◆ **TASK GOAL**
The string "None" appears in some lines of the entries that follow; copy each such line.
--*--
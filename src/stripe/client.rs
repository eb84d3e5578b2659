use crate::config::Config;
use crate::domain::settlement::SettlementGroup;
use crate::ports::{DestinationCharge, NewCustomer, PaymentPlatform, PlatformResult};
use crate::stripe::models::*;
use async_trait::async_trait;
use reqwest::{Client, RequestBuilder};
use secrecy::{ExposeSecret, SecretString};
use serde::de::DeserializeOwned;
use std::sync::Arc;
use std::time::Duration;
use thiserror::Error;

const PAGE_LIMIT: &str = "100";
const DEFAULT_TIMEOUT: Duration = Duration::from_secs(80);

#[derive(Error, Debug)]
pub enum StripeError {
    #[error("HTTP request failed: {0}")]
    RequestError(#[from] reqwest::Error),
    #[error("Stripe API error ({status}): {message}")]
    Api {
        status: u16,
        message: String,
        error_type: Option<String>,
        code: Option<String>,
    },
    #[error("Invalid response from Stripe: {0}")]
    InvalidResponse(String),
    #[error("Invalid object id: {0:?}")]
    InvalidId(String),
}

impl StripeError {
    /// The message to relay to API callers. For API errors this is Stripe's own text.
    pub fn upstream_message(&self) -> String {
        match self {
            StripeError::Api { message, .. } => message.clone(),
            other => other.to_string(),
        }
    }
}

type Form = Vec<(&'static str, String)>;

/// HTTP client for the Stripe REST API.
#[derive(Clone)]
pub struct StripeClient {
    client: Client,
    base_url: String,
    api_key: Arc<SecretString>,
    api_version: String,
    account_country: String,
    refresh_url: String,
    return_url: String,
}

impl StripeClient {
    pub fn new(base_url: impl Into<String>, api_key: impl Into<String>) -> Result<Self, StripeError> {
        let client = Client::builder().timeout(DEFAULT_TIMEOUT).build()?;
        let api_key: String = api_key.into();

        Ok(Self {
            client,
            base_url: base_url.into(),
            api_key: Arc::new(SecretString::new(api_key.into())),
            api_version: "2023-10-16".to_string(),
            account_country: "MY".to_string(),
            refresh_url: "http://localhost:3000/reauth".to_string(),
            return_url: "http://localhost:3000/return".to_string(),
        })
    }

    pub fn from_config(config: &Config) -> Result<Self, StripeError> {
        let client = Client::builder().timeout(config.http_timeout).build()?;

        Ok(Self {
            client,
            base_url: config.stripe_api_base.clone(),
            api_key: config.stripe_secret_key.clone(),
            api_version: config.stripe_api_version.clone(),
            account_country: config.connect_account_country.clone(),
            refresh_url: config.account_link_refresh_url.clone(),
            return_url: config.account_link_return_url.clone(),
        })
    }

    pub fn with_onboarding_urls(mut self, refresh_url: impl Into<String>, return_url: impl Into<String>) -> Self {
        self.refresh_url = refresh_url.into();
        self.return_url = return_url.into();
        self
    }

    fn url(&self, path: &str) -> String {
        format!("{}/v1{}", self.base_url.trim_end_matches('/'), path)
    }

    async fn send<T: DeserializeOwned>(&self, request: RequestBuilder) -> Result<T, StripeError> {
        let response = request
            .bearer_auth(self.api_key.expose_secret())
            .send()
            .await?;

        let status = response.status();
        let body = response.text().await?;

        if !status.is_success() {
            let detail = serde_json::from_str::<ApiErrorBody>(&body).ok().map(|b| b.error);
            let (message, error_type, code) = match detail {
                Some(d) => (d.message, d.error_type, d.code),
                None => (None, None, None),
            };
            return Err(StripeError::Api {
                status: status.as_u16(),
                message: message.unwrap_or_else(|| format!("Stripe returned HTTP {}", status)),
                error_type,
                code,
            });
        }

        serde_json::from_str(&body).map_err(|e| StripeError::InvalidResponse(e.to_string()))
    }

    async fn get<T: DeserializeOwned>(&self, path: &str, query: &[(&str, &str)]) -> Result<T, StripeError> {
        self.send(self.client.get(self.url(path)).query(query)).await
    }

    /// Follows `has_more` with `starting_after` until the listing is exhausted.
    async fn list_all<T>(&self, path: &str, query: &[(&str, &str)]) -> Result<Vec<T>, StripeError>
    where
        T: DeserializeOwned + HasId,
    {
        let mut items: Vec<T> = Vec::new();
        let mut cursor: Option<String> = None;

        loop {
            let page: List<T> = {
                let mut params: Vec<(&str, &str)> = query.to_vec();
                params.push(("limit", PAGE_LIMIT));
                if let Some(after) = cursor.as_deref() {
                    params.push(("starting_after", after));
                }
                self.get(path, &params).await?
            };

            let last = page.data.last().map(|item| item.id().to_string());
            items.extend(page.data);

            match (page.has_more, last) {
                (true, Some(last)) => cursor = Some(last),
                _ => return Ok(items),
            }
        }
    }

    async fn post<T: DeserializeOwned>(&self, path: &str, form: &Form) -> Result<T, StripeError> {
        self.send(self.client.post(self.url(path)).form(form)).await
    }

    async fn delete<T: DeserializeOwned>(&self, path: &str) -> Result<T, StripeError> {
        self.send(self.client.delete(self.url(path))).await
    }
}

/// Object ids are interpolated into URL paths, so anything beyond the id alphabet is
/// refused before a request is made.
fn object_id(id: &str) -> Result<&str, StripeError> {
    let valid = !id.is_empty()
        && id
            .chars()
            .all(|c| c.is_ascii_alphanumeric() || c == '_' || c == '-');
    if valid {
        Ok(id)
    } else {
        Err(StripeError::InvalidId(id.to_string()))
    }
}

#[async_trait]
impl PaymentPlatform for StripeClient {
    async fn create_customer(&self, customer: &NewCustomer) -> PlatformResult<Customer> {
        let mut form = Form::new();
        if let Some(email) = &customer.email {
            form.push(("email", email.clone()));
        }
        if let Some(name) = &customer.name {
            form.push(("name", name.clone()));
        }
        if let Some(user_id) = &customer.user_id {
            form.push(("metadata[userId]", user_id.clone()));
        }
        self.post("/customers", &form).await
    }

    async fn delete_customer(&self, customer_id: &str) -> PlatformResult<Deleted> {
        self.delete(&format!("/customers/{}", object_id(customer_id)?)).await
    }

    async fn create_connect_account(&self, email: Option<&str>) -> PlatformResult<Account> {
        let mut form: Form = vec![
            ("type", "express".to_string()),
            ("country", self.account_country.clone()),
            ("capabilities[card_payments][requested]", "true".to_string()),
            ("capabilities[transfers][requested]", "true".to_string()),
        ];
        if let Some(email) = email {
            form.push(("email", email.to_string()));
        }
        self.post("/accounts", &form).await
    }

    async fn delete_connect_account(&self, account_id: &str) -> PlatformResult<Deleted> {
        self.delete(&format!("/accounts/{}", object_id(account_id)?)).await
    }

    async fn create_account_link(&self, account_id: &str) -> PlatformResult<AccountLink> {
        let form: Form = vec![
            ("account", object_id(account_id)?.to_string()),
            ("refresh_url", self.refresh_url.clone()),
            ("return_url", self.return_url.clone()),
            ("type", "account_onboarding".to_string()),
        ];
        self.post("/account_links", &form).await
    }

    async fn create_payment_intent(&self, charge: &DestinationCharge) -> PlatformResult<PaymentIntent> {
        let mut form: Form = vec![
            ("amount", charge.amount.to_string()),
            ("currency", charge.currency.clone()),
            ("customer", charge.customer.clone()),
            ("description", charge.description.clone()),
            ("automatic_payment_methods[enabled]", "true".to_string()),
            ("transfer_data[destination]", charge.destination.clone()),
            ("transfer_group", charge.transfer_group.to_string()),
            ("metadata[transferGroup]", charge.transfer_group.to_string()),
        ];
        if charge.application_fee_amount > 0 {
            form.push(("application_fee_amount", charge.application_fee_amount.to_string()));
        }
        self.post("/payment_intents", &form).await
    }

    async fn retrieve_payment_intent(&self, payment_intent_id: &str) -> PlatformResult<PaymentIntent> {
        self.get(&format!("/payment_intents/{}", object_id(payment_intent_id)?), &[])
            .await
    }

    async fn refund_payment_intent(&self, payment_intent_id: &str) -> PlatformResult<Refund> {
        let form: Form = vec![("payment_intent", object_id(payment_intent_id)?.to_string())];
        self.post("/refunds", &form).await
    }

    async fn list_transfers_in_group(&self, group: &SettlementGroup) -> PlatformResult<Vec<Transfer>> {
        self.list_all("/transfers", &[("transfer_group", group.as_str())])
            .await
    }

    async fn list_transfers_to(&self, destination: &str) -> PlatformResult<Vec<Transfer>> {
        self.list_all("/transfers", &[("destination", destination)]).await
    }

    async fn reverse_transfer(&self, transfer_id: &str, amount: i64) -> PlatformResult<TransferReversal> {
        let form: Form = vec![("amount", amount.to_string())];
        self.post(&format!("/transfers/{}/reversals", object_id(transfer_id)?), &form)
            .await
    }

    async fn create_setup_intent(&self, customer_id: &str) -> PlatformResult<SetupIntent> {
        let form: Form = vec![
            ("customer", customer_id.to_string()),
            ("payment_method_types[]", "card".to_string()),
        ];
        self.post("/setup_intents", &form).await
    }

    async fn create_ephemeral_key(&self, customer_id: &str) -> PlatformResult<EphemeralKey> {
        let form: Form = vec![("customer", customer_id.to_string())];
        let request = self
            .client
            .post(self.url("/ephemeral_keys"))
            .header("Stripe-Version", &self.api_version)
            .form(&form);
        self.send(request).await
    }

    async fn list_payment_methods(&self, customer_id: &str) -> PlatformResult<Vec<PaymentMethod>> {
        self.list_all("/payment_methods", &[("customer", customer_id), ("type", "card")])
            .await
    }

    async fn detach_payment_method(&self, payment_method_id: &str) -> PlatformResult<PaymentMethod> {
        self.post(
            &format!("/payment_methods/{}/detach", object_id(payment_method_id)?),
            &Form::new(),
        )
        .await
    }

    async fn list_charges(&self, customer_id: &str) -> PlatformResult<Vec<Charge>> {
        self.list_all("/charges", &[("customer", customer_id)]).await
    }

    async fn list_refunds(&self, charge_id: &str) -> PlatformResult<Vec<Refund>> {
        self.list_all("/refunds", &[("charge", charge_id)]).await
    }

    async fn retrieve_balance(&self) -> PlatformResult<Balance> {
        self.get("/balance", &[]).await
    }
}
--*--
◆ **RESULT OF THE TASK**
                None => (None, None, None),
        let mut cursor: Option<String> = None;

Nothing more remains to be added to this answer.